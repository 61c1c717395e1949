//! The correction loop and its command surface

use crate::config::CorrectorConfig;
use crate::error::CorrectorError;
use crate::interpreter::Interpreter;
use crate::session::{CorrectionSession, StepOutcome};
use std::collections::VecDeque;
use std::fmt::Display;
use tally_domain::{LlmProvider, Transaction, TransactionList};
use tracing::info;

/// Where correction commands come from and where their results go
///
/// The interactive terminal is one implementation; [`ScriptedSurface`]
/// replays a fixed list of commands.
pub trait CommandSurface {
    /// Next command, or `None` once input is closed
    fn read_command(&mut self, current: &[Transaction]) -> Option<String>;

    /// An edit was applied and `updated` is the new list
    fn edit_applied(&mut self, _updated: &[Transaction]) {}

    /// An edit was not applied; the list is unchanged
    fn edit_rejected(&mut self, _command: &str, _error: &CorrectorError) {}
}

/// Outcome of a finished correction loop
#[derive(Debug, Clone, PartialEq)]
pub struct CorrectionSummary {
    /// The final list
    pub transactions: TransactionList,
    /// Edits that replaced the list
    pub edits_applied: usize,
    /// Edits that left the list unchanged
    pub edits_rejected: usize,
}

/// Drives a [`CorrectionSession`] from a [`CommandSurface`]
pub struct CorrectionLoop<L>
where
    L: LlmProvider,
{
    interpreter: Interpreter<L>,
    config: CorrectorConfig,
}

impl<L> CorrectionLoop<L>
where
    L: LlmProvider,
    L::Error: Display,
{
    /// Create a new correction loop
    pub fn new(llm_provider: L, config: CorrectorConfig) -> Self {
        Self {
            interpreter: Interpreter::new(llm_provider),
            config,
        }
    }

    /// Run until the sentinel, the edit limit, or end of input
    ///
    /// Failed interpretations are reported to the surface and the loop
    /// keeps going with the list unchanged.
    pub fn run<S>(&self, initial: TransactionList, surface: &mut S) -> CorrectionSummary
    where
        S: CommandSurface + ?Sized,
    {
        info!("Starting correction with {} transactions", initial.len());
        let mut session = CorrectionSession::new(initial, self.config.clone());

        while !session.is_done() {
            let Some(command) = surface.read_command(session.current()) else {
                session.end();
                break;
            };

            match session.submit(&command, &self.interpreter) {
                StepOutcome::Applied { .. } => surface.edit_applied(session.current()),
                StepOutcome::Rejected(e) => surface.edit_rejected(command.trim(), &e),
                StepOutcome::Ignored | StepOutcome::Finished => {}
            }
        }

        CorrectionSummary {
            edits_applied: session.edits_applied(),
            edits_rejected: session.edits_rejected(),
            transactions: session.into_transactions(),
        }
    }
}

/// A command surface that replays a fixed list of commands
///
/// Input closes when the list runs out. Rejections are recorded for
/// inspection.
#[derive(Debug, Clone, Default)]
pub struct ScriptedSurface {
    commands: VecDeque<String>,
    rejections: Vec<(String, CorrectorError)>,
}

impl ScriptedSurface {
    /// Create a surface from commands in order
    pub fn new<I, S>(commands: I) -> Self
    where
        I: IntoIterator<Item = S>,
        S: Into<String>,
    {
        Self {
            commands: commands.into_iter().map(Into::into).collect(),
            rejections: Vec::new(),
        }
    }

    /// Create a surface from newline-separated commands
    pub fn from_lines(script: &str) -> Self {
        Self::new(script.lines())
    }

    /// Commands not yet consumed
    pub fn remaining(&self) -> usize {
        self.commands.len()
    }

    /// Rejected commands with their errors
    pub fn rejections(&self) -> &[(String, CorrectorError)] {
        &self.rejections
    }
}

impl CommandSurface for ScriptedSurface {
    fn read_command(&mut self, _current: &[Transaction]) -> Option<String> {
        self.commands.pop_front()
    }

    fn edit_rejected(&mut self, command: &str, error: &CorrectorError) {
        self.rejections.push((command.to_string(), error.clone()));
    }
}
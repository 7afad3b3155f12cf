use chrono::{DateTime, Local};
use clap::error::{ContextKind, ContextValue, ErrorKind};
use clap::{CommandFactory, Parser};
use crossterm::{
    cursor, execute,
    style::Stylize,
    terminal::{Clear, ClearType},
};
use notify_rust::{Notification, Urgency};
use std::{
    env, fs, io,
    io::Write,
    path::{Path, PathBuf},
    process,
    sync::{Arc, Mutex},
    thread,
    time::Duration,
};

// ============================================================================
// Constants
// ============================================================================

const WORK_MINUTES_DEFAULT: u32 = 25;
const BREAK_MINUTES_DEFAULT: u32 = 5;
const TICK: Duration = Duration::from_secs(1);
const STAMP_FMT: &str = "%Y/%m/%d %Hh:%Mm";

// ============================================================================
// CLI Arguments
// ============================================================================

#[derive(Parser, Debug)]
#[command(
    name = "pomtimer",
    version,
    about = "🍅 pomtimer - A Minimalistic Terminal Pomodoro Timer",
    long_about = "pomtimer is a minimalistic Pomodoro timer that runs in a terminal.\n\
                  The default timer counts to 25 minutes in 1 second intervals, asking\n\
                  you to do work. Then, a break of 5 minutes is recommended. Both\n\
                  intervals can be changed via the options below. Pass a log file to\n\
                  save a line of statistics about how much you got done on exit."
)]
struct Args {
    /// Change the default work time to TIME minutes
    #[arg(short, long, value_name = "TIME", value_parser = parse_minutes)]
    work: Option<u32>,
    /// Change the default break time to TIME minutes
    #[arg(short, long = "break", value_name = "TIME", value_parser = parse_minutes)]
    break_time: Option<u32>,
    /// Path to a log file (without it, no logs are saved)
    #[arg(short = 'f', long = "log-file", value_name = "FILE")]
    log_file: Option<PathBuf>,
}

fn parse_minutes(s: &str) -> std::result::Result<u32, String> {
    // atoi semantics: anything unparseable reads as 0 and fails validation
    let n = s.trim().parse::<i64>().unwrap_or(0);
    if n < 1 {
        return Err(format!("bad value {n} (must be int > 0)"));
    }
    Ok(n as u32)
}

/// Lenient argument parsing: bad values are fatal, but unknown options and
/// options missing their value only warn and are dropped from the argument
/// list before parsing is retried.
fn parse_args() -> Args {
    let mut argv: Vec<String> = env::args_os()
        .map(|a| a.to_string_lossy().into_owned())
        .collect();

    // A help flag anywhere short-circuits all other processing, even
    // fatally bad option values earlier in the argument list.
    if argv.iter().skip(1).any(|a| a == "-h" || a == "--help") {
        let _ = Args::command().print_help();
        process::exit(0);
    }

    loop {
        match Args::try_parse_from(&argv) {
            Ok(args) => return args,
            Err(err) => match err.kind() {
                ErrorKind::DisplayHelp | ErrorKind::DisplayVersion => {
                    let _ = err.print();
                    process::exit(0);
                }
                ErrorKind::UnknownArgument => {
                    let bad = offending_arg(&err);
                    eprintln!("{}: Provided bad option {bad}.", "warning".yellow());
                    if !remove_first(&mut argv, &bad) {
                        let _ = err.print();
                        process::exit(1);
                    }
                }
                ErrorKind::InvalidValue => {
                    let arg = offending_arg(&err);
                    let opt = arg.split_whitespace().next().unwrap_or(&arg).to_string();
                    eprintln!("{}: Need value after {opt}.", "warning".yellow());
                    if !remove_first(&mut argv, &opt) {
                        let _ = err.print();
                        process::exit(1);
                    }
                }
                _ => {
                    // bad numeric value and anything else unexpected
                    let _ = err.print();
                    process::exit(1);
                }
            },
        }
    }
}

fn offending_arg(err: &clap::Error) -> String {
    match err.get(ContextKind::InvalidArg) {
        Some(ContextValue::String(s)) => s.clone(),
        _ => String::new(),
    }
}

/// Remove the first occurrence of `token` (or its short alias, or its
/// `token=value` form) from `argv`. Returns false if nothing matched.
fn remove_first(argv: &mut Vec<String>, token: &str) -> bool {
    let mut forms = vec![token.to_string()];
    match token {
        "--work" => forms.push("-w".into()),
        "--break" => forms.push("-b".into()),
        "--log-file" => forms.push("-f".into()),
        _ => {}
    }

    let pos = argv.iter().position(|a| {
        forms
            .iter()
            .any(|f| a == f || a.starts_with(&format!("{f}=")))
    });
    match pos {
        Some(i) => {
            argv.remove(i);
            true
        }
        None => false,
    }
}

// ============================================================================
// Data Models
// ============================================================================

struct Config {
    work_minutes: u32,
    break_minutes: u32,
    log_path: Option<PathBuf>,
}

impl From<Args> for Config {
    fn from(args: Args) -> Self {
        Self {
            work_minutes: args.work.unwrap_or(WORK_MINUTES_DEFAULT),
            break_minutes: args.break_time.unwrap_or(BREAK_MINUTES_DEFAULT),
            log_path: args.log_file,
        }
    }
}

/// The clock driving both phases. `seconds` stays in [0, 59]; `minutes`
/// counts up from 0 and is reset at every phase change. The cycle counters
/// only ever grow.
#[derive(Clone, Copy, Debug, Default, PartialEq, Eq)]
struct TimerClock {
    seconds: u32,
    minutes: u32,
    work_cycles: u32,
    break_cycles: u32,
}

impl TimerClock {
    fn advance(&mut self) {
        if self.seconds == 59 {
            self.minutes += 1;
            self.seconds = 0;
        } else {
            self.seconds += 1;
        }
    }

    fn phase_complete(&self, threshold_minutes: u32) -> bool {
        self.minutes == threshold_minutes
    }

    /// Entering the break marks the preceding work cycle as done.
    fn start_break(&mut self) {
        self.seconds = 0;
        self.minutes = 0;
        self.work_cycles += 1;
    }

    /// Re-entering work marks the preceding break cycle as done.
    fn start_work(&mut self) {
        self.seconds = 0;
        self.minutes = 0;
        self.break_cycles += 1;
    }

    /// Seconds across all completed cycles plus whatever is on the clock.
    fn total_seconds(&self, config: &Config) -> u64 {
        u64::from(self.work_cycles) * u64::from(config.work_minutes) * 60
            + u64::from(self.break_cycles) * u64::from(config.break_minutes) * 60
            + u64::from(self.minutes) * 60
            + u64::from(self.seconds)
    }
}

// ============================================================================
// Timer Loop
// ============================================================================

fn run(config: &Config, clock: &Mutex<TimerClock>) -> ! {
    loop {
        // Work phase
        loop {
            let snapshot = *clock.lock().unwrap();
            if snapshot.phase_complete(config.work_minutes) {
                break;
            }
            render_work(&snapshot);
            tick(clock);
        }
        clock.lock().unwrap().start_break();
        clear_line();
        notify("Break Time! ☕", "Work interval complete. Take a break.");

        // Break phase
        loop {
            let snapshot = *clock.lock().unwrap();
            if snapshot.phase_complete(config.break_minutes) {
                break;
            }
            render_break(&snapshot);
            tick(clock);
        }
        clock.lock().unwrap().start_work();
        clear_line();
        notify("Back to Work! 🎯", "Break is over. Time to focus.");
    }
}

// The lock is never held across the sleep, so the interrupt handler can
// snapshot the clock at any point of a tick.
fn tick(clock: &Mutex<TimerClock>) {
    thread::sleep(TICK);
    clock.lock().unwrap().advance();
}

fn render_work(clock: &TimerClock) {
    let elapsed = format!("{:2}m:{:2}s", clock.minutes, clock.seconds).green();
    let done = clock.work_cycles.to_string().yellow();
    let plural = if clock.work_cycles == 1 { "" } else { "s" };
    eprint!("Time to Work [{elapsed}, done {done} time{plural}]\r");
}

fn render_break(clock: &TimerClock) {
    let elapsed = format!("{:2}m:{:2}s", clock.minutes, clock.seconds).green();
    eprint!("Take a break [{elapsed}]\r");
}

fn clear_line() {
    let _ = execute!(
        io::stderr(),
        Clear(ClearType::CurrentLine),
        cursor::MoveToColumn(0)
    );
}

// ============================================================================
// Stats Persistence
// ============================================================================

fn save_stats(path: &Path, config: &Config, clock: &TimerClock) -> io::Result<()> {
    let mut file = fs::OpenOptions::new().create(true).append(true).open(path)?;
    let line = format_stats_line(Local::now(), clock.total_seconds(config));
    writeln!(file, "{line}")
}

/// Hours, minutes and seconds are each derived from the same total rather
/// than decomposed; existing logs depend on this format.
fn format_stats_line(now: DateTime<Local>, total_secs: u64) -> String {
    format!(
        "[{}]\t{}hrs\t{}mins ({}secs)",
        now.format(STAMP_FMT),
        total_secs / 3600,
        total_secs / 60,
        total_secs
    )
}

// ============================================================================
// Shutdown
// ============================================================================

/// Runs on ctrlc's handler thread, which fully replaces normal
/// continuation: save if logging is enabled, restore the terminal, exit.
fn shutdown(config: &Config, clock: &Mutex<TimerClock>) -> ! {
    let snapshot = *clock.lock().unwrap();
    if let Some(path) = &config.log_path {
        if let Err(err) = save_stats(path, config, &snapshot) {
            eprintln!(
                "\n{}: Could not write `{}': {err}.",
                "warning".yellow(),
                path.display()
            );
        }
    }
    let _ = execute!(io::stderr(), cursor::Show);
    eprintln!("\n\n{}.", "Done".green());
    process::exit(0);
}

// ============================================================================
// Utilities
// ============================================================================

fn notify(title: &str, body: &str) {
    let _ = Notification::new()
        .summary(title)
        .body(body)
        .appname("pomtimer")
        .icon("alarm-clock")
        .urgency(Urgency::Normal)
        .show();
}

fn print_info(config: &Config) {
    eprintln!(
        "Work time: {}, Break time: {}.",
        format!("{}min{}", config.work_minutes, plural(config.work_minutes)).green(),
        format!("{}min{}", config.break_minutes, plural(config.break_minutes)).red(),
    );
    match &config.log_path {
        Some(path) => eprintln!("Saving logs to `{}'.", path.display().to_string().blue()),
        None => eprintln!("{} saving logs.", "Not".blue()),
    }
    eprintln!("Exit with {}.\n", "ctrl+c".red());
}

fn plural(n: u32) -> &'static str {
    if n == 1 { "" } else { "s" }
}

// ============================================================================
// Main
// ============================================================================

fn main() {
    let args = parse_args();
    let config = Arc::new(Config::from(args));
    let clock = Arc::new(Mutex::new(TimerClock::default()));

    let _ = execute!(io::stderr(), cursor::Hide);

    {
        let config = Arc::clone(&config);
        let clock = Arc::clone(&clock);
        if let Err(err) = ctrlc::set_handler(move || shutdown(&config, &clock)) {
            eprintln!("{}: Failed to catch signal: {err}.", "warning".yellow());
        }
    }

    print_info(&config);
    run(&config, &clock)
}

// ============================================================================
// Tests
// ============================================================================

### EXERCISE INSTRUCTIONS
Return the number of lines in the material holding the string "Take", and no other text.

### REPLY TO THE TASK
2